■ **EXERCISE DATA**

"""

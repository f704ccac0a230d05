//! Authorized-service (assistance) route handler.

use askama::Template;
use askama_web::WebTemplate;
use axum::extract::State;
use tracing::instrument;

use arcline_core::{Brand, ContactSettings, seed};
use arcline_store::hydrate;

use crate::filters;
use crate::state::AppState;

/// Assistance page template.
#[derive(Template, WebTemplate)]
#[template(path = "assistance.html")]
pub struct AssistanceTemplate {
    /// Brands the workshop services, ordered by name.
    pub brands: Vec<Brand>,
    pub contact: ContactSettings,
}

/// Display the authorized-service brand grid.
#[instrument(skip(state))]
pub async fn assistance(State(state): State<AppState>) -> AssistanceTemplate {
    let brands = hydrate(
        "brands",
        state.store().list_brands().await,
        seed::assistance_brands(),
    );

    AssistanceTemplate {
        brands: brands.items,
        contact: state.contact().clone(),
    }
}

"""

■ **DIRECTIONS FOR THIS TASK**
Reproduce the material in full. Keep it identical to the original.

■ **TASK ANSWER**
repository f704ccac0a230d05
//! Authorized-service (assistance) route handler.

use askama::Template;
use askama_web::WebTemplate;
use axum::extract::State;
use tracing::instrument;

use arcline_core::{Brand, ContactSettings, seed};
use arcline_store::hydrate;

use crate::filters;
use crate::state::AppState;

/// Assistance page template.
#[derive(Template, WebTemplate)]
#[template(path = "assistance.html")]
pub struct AssistanceTemplate {
    /// Brands the workshop services, ordered by name.
    pub brands: Vec<Brand>,
    pub contact: ContactSettings,
}

/// Display the authorized-service brand grid.
#[instrument(skip(state))]
pub async fn assistance(State(state): State<AppState>) -> AssistanceTemplate {
    let brands = hydrate(
        "brands",
        state.store().list_brands().await,
        seed::assistance_brands(),
    );

    AssistanceTemplate {
        brands: brands.items,
        contact: state.contact().clone(),
    }
}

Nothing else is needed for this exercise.